Эсквайр уехал утром в Грейт-Чиппинг.
– А мисс Прентис? – поинтересовался инспектор.
– Она ушла вместе с нами и была в ратуше весь день. Все были там.
– Все?
– Ну, кроме Темплетта, – пояснил Генри. – Как мы уже сказали, он зашел сюда в десять часов. Мой отец одолжил ему галстук-самовяз. Полная безвкусица, на мой взгляд.
– Были времена, когда они были в большой моде, – раздраженно заметил Джослин. – Я помню, как надевал этот галстук…
– Ладно, в любом случае, – перебил отца Генри, – он забрал этот галстук. Я его не видел, так как готовил свой костюм к выступлению. Мы все ушли из дома после его ухода. Папа, вроде ты его провожал?
– Да, – подтвердил эсквайр. – Странный парень этот Темплетт. Вначале дворецкий мне сообщил, что доктор здесь и ждет галстук. Я отправил Тейлора на поиски нужной вещи, а сам спустился к гостю. Мы говорили довольно долго, и я готов поклясться, что, когда мы подошли к машине, миссис Росс сидела там. Все это чертовски интересно, – добавил Джослин, подкручивая усы. – Честное слово, этот парень хочет, чтобы она была с ним.
Аллейн задумчиво посмотрел на него.
– Как доктор Темплетт был одет? – поинтересовался инспектор.
– Не знаю. Хотя знаю. Донегольский твид.
– Пальто?
– С оттопыренными карманами? – с усмешкой поинтересовался Генри.
– Да вроде нет, – откликнулся Джослин. – Почему? Боже праведный, неужели вы думаете, что он взял «кольт»?
– Мы должны рассматривать все варианты, сэр, – ответил инспектор.
– Боже! – воскликнул эсквайр. – Это значит, что они все под подозрением? Да?
– Включая и нас, – уточнил Генри. – Видите ли, теоретически это мог быть и доктор. Элеонор уже вся изошла ядом по поводу его связи с миссис Росс. Заметьте, мистер Аллейн, как я себя защищаю.
– Боже праведный! – воскликнул Джослин. – Как ты можешь говорить такое? Это очень серьезное дело. А ты очерняешь в глазах мистера Аллейна человека, который…
– Я же сказал, что рассуждаю теоретически, вспомни, – начал оправдываться Генри, – я ни в коем случае не считаю Темплетта убийцей. А что касается мистера Аллейна…
– Я обо всем стараюсь составить свое мнение. Очернения людей не происходит, – объяснил свою позицию инспектор.
– И в конце концов, – продолжил Генри, – ты так же можешь высказаться и против меня. Если бы я знал, что у меня получится незаметно убить кузину Элеонор, то, говорю честно, я бы так и поступил. И можно представить, какое сильное искушение испытывал мистер Коупленд после того, как она…
– Генри!
– Но, дорогой отец, мистер Аллейн собирается выслушать все местные сплетни, если он уже этого не сделал. Безусловно, инспектор будет подозревать каждого из нас по очереди. Даже дорогая кузина Элеонор попадает под подозрение.

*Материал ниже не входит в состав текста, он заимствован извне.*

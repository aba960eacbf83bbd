//! Built-in search strategies

pub mod fulltext;
pub mod importance;
pub mod recency;
pub mod sparse;
pub mod vector;

pub use fulltext::FullTextStrategy;
pub use importance::ImportanceStrategy;
pub use recency::RecencyStrategy;
pub use sparse::SparseStrategy;
pub use vector::VectorStrategy;

use chrono::{DateTime, Utc};

use crate::error::Result;
use crate::memory::types::MemoryItem;
use crate::storage::{ListOrder, MemoryFilter, MemoryStorage};

/// Unexpired items matching `filter`
pub(crate) async fn candidates(
    storage: &dyn MemoryStorage,
    tenant_id: &str,
    filter: &MemoryFilter,
    now: DateTime<Utc>,
) -> Result<Vec<MemoryItem>> {
    let mut items = storage
        .list(tenant_id, filter, ListOrder::CreatedAtDesc, None)
        .await?;
    items.retain(|item| !item.is_expired(now));
    Ok(items)
}
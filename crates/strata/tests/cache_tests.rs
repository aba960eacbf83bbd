//! Integration tests for search result caching
//!
//! Covers:
//! - Corrupted entries being treated as misses
//! - TTL expiry on the injected clock
//! - Tenant-scoped invalidation
//! - The engine serving stale rankings until invalidated

use std::sync::Arc;
use std::time::Duration;

use strata::Config;
use strata::cache::{CacheProvider, CacheScope, InMemoryCache, SearchCache};
use strata::clock::{Clock, ManualClock};
use strata::embedding::HashingEmbedder;
use strata::memory::{MemoryItem, MemoryLayer, ScoredResult};
use strata::search::{HybridSearchEngine, SearchRequest};
use strata::storage::{InMemoryStorage, MemoryStorage, VectorStore};
use uuid::Uuid;

fn create_test_cache(ttl: Option<Duration>) -> (SearchCache, Arc<InMemoryCache>, ManualClock) {
    strata::telemetry::init_test_logging();
    let clock = ManualClock::default();
    let provider = Arc::new(InMemoryCache::with_clock(64, Arc::new(clock.clone())));
    (SearchCache::new(provider.clone(), ttl), provider, clock)
}

fn sample_results() -> Vec<ScoredResult> {
    vec![
        ScoredResult::new(Uuid::from_u128(1), 0.9),
        ScoredResult::new(Uuid::from_u128(2), 0.4),
    ]
}

mod corruption_tests {
    use super::*;

    async fn assert_payload_is_miss(payload: &str) {
        let (cache, provider, _) = create_test_cache(None);
        let key = SearchCache::cache_key("q", "t", "vector");
        provider
            .set(&key, payload.to_string(), None, &CacheScope::global())
            .await
            .unwrap();
        assert!(cache.get("q", "t", "vector").await.is_none(), "{payload}");
    }

    #[tokio::test]
    async fn test_malformed_payloads_are_misses() {
        for payload in [
            r#"[{"id": "not-a-uuid", "score": 0.5}]"#,
            r#"[{"id": "00000000-0000-0000-0000-000000000001"}]"#,
            r#"{"id": "00000000-0000-0000-0000-000000000001", "score": 1.0}"#,
            "not json at all",
        ] {
            assert_payload_is_miss(payload).await;
        }
    }

    #[tokio::test]
    async fn test_valid_payload_round_trips() {
        let (cache, _, _) = create_test_cache(None);
        cache.set("q", "t", "vector", &sample_results()).await.unwrap();
        assert_eq!(cache.get("q", "t", "vector").await, Some(sample_results()));
    }
}

mod expiry_tests {
    use super::*;

    #[tokio::test]
    async fn test_entries_expire_after_ttl() {
        let (cache, _, clock) = create_test_cache(Some(Duration::from_secs(30)));
        cache.set("q", "t", "sparse", &sample_results()).await.unwrap();

        clock.advance(chrono::Duration::seconds(29));
        assert!(cache.get("q", "t", "sparse").await.is_some());
        clock.advance(chrono::Duration::seconds(2));
        assert!(cache.get("q", "t", "sparse").await.is_none());
    }
}

mod invalidation_tests {
    use super::*;

    #[tokio::test]
    async fn test_invalidation_is_tenant_scoped() {
        let (cache, _, _) = create_test_cache(None);
        for tenant in ["acme", "globex"] {
            for strategy in ["vector", "fulltext"] {
                cache.set("q", tenant, strategy, &sample_results()).await.unwrap();
            }
        }

        assert_eq!(cache.invalidate("acme", Some("vector")).await.unwrap(), 1);
        assert!(cache.get("q", "acme", "vector").await.is_none());
        assert!(cache.get("q", "acme", "fulltext").await.is_some());

        assert_eq!(cache.invalidate("acme", None).await.unwrap(), 1);
        assert!(cache.get("q", "globex", "vector").await.is_some());
        assert!(cache.get("q", "globex", "fulltext").await.is_some());
    }

    #[tokio::test]
    async fn test_engine_serves_cache_until_invalidated() {
        strata::telemetry::init_test_logging();
        let clock = ManualClock::default();
        let storage = Arc::new(InMemoryStorage::with_clock(Arc::new(clock.clone())));
        let first = MemoryItem::new("t", "a", "release checklist", MemoryLayer::Semantic, 0.6, clock.now())
            .unwrap();
        storage.store(first).await.unwrap();

        let memory: Arc<dyn MemoryStorage> = storage.clone();
        let vectors: Arc<dyn VectorStore> = storage.clone();
        let engine = HybridSearchEngine::with_default_strategies(
            &Config::default(),
            memory,
            vectors,
            Arc::new(HashingEmbedder::default()),
            Arc::new(clock.clone()),
        );
        let request = SearchRequest::new("release", "t").with_strategies(["fulltext"]);
        assert_eq!(engine.search(&request).await.unwrap().len(), 1);

        let second = MemoryItem::new("t", "a", "release notes draft", MemoryLayer::Semantic, 0.6, clock.now())
            .unwrap();
        storage.store(second).await.unwrap();
        assert_eq!(engine.search(&request).await.unwrap().len(), 1);

        assert_eq!(engine.invalidate_cache("t", Some("fulltext")).await.unwrap(), 1);
        assert_eq!(engine.search(&request).await.unwrap().len(), 2);
    }
}
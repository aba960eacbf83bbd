//! Sensory layer: raw input that expires after a short TTL

use std::time::Duration;

use chrono::{DateTime, Utc};

use crate::config::Config;
use crate::error::{Result, StrataError};
use crate::layers::{LayerPolicy, LayerStore, OverflowPolicy};
use crate::memory::decay::DecayConfig;
use crate::memory::types::{MemoryItem, MemoryLayer};

pub type SensoryLayer = LayerStore<SensoryPolicy>;

#[derive(Debug, Clone)]
pub struct SensoryPolicy {
    pub ttl: Duration,
    pub max_capacity: usize,
    pub decay: DecayConfig,
}

impl SensoryPolicy {
    pub fn new(ttl: Duration, max_capacity: usize) -> Self {
        Self {
            ttl,
            max_capacity,
            decay: DecayConfig::for_layer(MemoryLayer::Sensory),
        }
    }

    pub fn from_config(config: &Config) -> Self {
        Self {
            ttl: Duration::from_secs(config.layers.sensory.ttl_seconds),
            max_capacity: config.layers.sensory.max_capacity,
            decay: config.decay.sensory,
        }
    }
}

impl Default for SensoryPolicy {
    fn default() -> Self {
        Self::from_config(&Config::default())
    }
}

impl LayerPolicy for SensoryPolicy {
    fn layer(&self) -> MemoryLayer {
        MemoryLayer::Sensory
    }

    fn default_importance(&self, _layer: MemoryLayer) -> f64 {
        0.3
    }

    fn admit(&self, item: &mut MemoryItem, now: DateTime<Utc>) -> Result<()> {
        let expires_at = chrono::Duration::from_std(self.ttl)
            .ok()
            .and_then(|ttl| now.checked_add_signed(ttl))
            .ok_or_else(|| {
                StrataError::Validation(format!("sensory ttl {:?} is out of range", self.ttl))
            })?;
        item.expires_at = Some(expires_at);
        Ok(())
    }

    fn overflow(&self) -> OverflowPolicy {
        OverflowPolicy::SweepExpired {
            max_capacity: self.max_capacity,
        }
    }

    fn decay(&self, _layer: MemoryLayer) -> Option<DecayConfig> {
        Some(self.decay)
    }
}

Может, она сделала себе нарыв на пальце специально? Или могла сымитировать все. Почему бы нет? Грима было достаточно. Конечно, в таком случае она немного перестаралась. Но это может быть чистой воды обман.

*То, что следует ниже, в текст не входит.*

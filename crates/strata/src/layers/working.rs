//! Working layer: a small focus set with an importance floor.
//!
//! Items below the floor are bumped up to it rather than rejected. Once
//! the layer holds more than `max_capacity` items the least important one
//! is evicted, oldest first among equals.

use chrono::{DateTime, Utc};
use serde::Serialize;
use serde_json::Value;

use crate::config::Config;
use crate::error::{Result, StrataError};
use crate::layers::{LayerPolicy, LayerStore, OverflowPolicy, PruneRule};
use crate::memory::decay::DecayConfig;
use crate::memory::types::{MemoryItem, MemoryLayer, NewMemory};

pub type WorkingLayer = LayerStore<WorkingPolicy>;

#[derive(Debug, Clone)]
pub struct WorkingPolicy {
    pub max_capacity: usize,
    pub importance_threshold: f64,
    pub decay: DecayConfig,
}

impl WorkingPolicy {
    pub fn new(max_capacity: usize, importance_threshold: f64) -> Self {
        Self {
            max_capacity: max_capacity.max(1),
            importance_threshold: importance_threshold.clamp(0.0, 1.0),
            decay: DecayConfig::for_layer(MemoryLayer::Working),
        }
    }

    pub fn from_config(config: &Config) -> Self {
        Self {
            decay: config.decay.working,
            ..Self::new(
                config.layers.working.max_capacity,
                config.layers.working.importance_threshold,
            )
        }
    }
}

impl Default for WorkingPolicy {
    fn default() -> Self {
        Self::from_config(&Config::default())
    }
}

impl LayerPolicy for WorkingPolicy {
    fn layer(&self) -> MemoryLayer {
        MemoryLayer::Working
    }

    fn default_importance(&self, _layer: MemoryLayer) -> f64 {
        self.importance_threshold
    }

    fn admit(&self, item: &mut MemoryItem, _now: DateTime<Utc>) -> Result<()> {
        item.importance = item.importance.max(self.importance_threshold);
        item.expires_at = None;
        Ok(())
    }

    fn overflow(&self) -> OverflowPolicy {
        OverflowPolicy::EvictLowestImportance {
            max_capacity: self.max_capacity,
        }
    }

    fn prune_rule(&self) -> Option<PruneRule> {
        Some(PruneRule::ImportanceBelow(self.importance_threshold))
    }

    fn decay(&self, _layer: MemoryLayer) -> Option<DecayConfig> {
        Some(self.decay)
    }
}

/// Snapshot of how full the working layer is
#[derive(Debug, Clone, Copy, PartialEq, Serialize)]
pub struct CapacityStatus {
    pub current_count: usize,
    pub max_capacity: usize,
    pub available_slots: usize,
    pub is_full: bool,
    pub utilization_pct: f64,
}

impl LayerStore<WorkingPolicy> {
    pub async fn get_capacity_status(&self) -> Result<CapacityStatus> {
        let current_count = self.count().await?;
        let max_capacity = self.policy().max_capacity;
        Ok(CapacityStatus {
            current_count,
            max_capacity,
            available_slots: max_capacity.saturating_sub(current_count),
            is_full: current_count >= max_capacity,
            utilization_pct: current_count as f64 / max_capacity as f64 * 100.0,
        })
    }

    /// Copy a sensory item into working memory.
    ///
    /// The copy's importance is raised to the working threshold if needed.
    /// The sensory original is left to expire.
    pub async fn promote_to_working(&self, item: &MemoryItem) -> Result<MemoryItem> {
        if item.layer != MemoryLayer::Sensory {
            return Err(StrataError::Validation(format!(
                "only sensory memories can be promoted to working, got {}",
                item.layer
            )));
        }

        let mut draft = NewMemory::from_item(item);
        draft
            .metadata
            .insert("promoted_from".to_string(), Value::from(item.id.to_string()));
        draft
            .metadata
            .insert("source_layer".to_string(), Value::from(item.layer.as_str()));
        self.add(draft).await
    }
}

– Бесполезное и опасное пустословие! – закричал Джослин. – Ей было невыносимо больно. Я знаю ее с детства и ни разу не видел, чтобы Элеонор плакала. Она же Джернигэм.
– Если она и ревела, то больше от досады, потому что не могла сыграть свою любимую «Венецианскую сюиту», если хотите знать мое мнение. Из ее глаз можно выжать исключительно слезы гнева. Она плакала, когда ей удаляли желчный пузырь? Нет. Она Джернигэм.
– Перестаньте, сэр! – резко сказал Джослин.
– Насколько я понимаю, единственный человек, который точно не мог это совершить, – несчастная Идрис Кампанула.